Collected data

::::

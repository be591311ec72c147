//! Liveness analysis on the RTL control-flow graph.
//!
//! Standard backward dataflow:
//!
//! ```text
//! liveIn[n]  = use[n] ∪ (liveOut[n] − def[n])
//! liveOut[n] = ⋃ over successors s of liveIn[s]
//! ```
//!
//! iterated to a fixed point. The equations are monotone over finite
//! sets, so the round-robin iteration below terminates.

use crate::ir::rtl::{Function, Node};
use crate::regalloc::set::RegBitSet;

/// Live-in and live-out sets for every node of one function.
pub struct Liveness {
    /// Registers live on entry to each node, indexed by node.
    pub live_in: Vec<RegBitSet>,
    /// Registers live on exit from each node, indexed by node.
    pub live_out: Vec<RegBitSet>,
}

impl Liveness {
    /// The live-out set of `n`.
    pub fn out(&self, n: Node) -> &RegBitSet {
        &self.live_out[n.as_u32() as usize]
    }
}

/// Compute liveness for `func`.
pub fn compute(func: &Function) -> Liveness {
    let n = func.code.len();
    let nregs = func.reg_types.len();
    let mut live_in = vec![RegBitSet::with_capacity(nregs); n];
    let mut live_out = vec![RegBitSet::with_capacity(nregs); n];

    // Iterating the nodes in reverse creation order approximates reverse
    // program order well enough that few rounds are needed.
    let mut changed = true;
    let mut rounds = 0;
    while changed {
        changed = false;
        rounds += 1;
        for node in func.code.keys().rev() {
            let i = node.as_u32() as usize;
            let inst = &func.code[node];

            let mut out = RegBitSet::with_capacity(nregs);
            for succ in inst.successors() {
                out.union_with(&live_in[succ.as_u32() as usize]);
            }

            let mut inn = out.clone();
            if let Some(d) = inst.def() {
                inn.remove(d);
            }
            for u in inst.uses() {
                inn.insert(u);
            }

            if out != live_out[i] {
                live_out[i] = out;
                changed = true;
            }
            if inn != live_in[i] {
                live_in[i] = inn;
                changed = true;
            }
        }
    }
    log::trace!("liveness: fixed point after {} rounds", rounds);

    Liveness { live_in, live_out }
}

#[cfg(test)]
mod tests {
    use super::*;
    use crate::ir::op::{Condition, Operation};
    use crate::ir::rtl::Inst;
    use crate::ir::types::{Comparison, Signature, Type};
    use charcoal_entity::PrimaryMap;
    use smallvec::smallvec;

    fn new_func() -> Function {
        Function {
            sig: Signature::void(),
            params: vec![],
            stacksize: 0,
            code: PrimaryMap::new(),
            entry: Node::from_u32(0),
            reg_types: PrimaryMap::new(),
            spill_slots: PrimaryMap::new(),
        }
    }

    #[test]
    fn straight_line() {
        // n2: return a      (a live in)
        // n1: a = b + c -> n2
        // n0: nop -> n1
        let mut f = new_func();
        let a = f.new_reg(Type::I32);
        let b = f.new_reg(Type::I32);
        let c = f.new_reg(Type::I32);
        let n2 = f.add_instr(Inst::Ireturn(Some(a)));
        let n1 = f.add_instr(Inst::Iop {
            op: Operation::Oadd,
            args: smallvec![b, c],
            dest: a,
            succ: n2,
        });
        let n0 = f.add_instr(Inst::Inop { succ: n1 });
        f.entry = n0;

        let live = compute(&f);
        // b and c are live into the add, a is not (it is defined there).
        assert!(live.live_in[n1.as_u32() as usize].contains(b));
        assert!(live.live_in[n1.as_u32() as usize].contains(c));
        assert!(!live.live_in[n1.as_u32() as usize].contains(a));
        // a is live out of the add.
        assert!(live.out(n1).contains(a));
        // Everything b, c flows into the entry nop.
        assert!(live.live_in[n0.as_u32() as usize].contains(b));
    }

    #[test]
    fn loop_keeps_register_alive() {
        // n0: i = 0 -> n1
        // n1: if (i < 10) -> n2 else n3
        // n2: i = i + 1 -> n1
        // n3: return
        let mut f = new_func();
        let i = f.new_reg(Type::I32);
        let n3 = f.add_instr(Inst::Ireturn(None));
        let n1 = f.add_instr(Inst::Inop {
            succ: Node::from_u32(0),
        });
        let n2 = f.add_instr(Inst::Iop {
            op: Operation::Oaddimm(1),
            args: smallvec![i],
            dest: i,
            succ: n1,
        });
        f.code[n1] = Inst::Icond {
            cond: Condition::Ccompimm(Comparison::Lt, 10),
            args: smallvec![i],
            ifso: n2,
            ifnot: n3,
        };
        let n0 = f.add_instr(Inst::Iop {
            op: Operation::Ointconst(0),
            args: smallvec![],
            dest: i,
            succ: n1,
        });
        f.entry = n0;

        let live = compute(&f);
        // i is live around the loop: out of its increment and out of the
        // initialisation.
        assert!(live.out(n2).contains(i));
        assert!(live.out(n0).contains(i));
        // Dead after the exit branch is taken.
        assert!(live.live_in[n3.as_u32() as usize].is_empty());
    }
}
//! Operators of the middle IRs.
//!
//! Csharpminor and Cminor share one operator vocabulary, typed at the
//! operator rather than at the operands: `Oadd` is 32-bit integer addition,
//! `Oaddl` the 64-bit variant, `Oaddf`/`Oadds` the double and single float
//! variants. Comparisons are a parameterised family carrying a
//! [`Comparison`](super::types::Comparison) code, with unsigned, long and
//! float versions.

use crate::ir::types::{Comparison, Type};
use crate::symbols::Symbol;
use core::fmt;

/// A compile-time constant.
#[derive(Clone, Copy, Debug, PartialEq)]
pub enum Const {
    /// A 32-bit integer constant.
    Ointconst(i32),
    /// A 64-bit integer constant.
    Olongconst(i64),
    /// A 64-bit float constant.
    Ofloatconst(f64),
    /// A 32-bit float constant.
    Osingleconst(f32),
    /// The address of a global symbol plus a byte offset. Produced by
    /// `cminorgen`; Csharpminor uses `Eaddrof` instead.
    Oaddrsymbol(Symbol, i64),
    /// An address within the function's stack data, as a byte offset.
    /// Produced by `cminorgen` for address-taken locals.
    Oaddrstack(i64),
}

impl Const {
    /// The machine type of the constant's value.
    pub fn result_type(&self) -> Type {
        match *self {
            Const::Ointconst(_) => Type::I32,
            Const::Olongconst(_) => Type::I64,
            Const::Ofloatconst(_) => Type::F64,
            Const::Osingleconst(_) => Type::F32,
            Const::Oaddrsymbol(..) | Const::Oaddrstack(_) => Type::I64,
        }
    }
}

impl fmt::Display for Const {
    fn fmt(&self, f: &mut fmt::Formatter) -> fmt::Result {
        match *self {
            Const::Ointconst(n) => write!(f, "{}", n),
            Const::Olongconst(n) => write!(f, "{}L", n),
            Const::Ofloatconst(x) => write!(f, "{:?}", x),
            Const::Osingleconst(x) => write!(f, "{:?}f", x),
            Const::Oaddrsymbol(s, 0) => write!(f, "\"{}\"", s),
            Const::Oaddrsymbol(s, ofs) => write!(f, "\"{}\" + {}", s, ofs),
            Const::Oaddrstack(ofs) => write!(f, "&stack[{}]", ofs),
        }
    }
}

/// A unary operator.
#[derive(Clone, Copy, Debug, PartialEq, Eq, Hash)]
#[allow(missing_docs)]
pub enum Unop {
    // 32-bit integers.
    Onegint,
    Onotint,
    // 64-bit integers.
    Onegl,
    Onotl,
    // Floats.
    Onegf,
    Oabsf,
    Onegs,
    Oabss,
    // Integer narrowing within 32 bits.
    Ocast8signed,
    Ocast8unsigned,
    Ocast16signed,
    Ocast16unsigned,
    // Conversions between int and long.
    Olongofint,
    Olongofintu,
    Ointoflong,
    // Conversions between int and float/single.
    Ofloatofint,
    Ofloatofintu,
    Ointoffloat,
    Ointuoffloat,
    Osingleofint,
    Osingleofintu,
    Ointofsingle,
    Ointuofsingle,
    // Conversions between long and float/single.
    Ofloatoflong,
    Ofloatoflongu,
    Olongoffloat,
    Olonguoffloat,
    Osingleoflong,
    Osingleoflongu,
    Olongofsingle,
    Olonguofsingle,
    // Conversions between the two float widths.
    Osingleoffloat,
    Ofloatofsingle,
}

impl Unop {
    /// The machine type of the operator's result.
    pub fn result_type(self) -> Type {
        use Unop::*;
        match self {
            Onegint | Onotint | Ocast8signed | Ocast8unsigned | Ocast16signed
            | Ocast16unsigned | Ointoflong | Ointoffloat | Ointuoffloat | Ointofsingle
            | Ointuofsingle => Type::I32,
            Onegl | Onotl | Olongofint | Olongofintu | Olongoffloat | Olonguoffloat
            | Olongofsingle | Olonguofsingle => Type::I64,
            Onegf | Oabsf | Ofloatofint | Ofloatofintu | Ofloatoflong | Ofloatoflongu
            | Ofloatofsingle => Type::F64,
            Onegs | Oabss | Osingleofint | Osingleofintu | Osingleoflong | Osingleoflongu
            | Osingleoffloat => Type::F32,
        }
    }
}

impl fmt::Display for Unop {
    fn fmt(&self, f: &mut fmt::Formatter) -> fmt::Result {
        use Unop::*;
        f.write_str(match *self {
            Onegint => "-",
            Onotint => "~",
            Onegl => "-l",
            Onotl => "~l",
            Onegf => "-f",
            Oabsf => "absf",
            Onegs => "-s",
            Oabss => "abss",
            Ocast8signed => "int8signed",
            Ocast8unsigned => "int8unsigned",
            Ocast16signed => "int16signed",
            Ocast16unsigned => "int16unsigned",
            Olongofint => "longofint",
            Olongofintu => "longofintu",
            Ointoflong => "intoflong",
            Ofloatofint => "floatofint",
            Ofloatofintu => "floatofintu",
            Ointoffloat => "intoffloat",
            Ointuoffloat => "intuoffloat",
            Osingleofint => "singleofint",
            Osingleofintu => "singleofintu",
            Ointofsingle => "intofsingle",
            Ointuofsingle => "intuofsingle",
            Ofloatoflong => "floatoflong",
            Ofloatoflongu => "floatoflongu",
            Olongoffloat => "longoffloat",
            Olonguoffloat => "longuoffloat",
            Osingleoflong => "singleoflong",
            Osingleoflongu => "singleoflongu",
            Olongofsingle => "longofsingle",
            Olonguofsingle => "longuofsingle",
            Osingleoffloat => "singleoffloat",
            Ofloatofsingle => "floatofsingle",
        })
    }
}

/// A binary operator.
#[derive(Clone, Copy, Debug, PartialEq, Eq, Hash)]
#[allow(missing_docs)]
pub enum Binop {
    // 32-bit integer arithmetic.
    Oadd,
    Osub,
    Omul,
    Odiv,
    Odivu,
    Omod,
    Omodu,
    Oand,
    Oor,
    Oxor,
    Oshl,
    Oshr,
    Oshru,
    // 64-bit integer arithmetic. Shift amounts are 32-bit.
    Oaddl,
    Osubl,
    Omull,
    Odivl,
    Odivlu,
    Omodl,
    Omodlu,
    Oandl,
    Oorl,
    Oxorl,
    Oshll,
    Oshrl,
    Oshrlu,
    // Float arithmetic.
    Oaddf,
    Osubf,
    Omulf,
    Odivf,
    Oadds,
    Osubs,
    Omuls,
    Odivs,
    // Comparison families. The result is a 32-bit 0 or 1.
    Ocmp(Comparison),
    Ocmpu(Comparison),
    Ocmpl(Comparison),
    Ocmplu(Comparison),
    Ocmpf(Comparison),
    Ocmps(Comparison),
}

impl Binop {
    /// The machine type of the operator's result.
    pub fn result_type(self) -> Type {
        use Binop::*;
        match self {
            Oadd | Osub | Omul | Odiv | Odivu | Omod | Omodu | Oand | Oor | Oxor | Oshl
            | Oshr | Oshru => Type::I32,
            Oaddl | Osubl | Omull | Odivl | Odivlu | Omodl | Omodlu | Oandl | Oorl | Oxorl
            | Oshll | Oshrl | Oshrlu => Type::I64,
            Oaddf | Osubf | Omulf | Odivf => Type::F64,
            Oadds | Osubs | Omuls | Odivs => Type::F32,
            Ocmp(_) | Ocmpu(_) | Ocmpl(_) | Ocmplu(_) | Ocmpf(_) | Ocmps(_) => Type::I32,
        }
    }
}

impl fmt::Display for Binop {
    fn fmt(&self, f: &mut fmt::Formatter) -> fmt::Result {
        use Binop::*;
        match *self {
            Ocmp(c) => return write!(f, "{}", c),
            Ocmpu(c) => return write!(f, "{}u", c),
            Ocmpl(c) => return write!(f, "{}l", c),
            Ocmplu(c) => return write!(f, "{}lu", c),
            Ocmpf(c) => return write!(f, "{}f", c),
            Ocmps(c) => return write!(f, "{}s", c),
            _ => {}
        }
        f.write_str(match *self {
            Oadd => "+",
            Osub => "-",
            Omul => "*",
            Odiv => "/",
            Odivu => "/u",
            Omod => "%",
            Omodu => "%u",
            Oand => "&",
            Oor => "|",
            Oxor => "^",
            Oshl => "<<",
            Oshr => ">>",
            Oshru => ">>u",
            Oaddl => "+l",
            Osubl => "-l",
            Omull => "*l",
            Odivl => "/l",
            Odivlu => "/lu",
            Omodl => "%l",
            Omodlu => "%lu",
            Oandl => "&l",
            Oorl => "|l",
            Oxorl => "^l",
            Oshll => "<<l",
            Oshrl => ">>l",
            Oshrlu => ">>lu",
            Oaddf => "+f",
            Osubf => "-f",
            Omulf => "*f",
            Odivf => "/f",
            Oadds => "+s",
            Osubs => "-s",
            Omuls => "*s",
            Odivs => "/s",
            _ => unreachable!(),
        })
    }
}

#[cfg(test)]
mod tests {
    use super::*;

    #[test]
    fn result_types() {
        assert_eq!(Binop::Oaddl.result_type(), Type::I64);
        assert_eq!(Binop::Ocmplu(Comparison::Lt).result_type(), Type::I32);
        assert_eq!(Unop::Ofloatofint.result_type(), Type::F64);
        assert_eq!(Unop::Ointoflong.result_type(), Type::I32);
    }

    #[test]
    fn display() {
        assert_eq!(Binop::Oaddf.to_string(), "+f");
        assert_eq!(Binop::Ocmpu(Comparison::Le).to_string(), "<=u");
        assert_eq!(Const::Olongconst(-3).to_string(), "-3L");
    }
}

::::

→ Work instructions:
Report every line of the data in which "order" appears.

→ Expected answer:
    // Iterating the nodes in reverse creation order approximates reverse
    // program order well enough that few rounds are needed.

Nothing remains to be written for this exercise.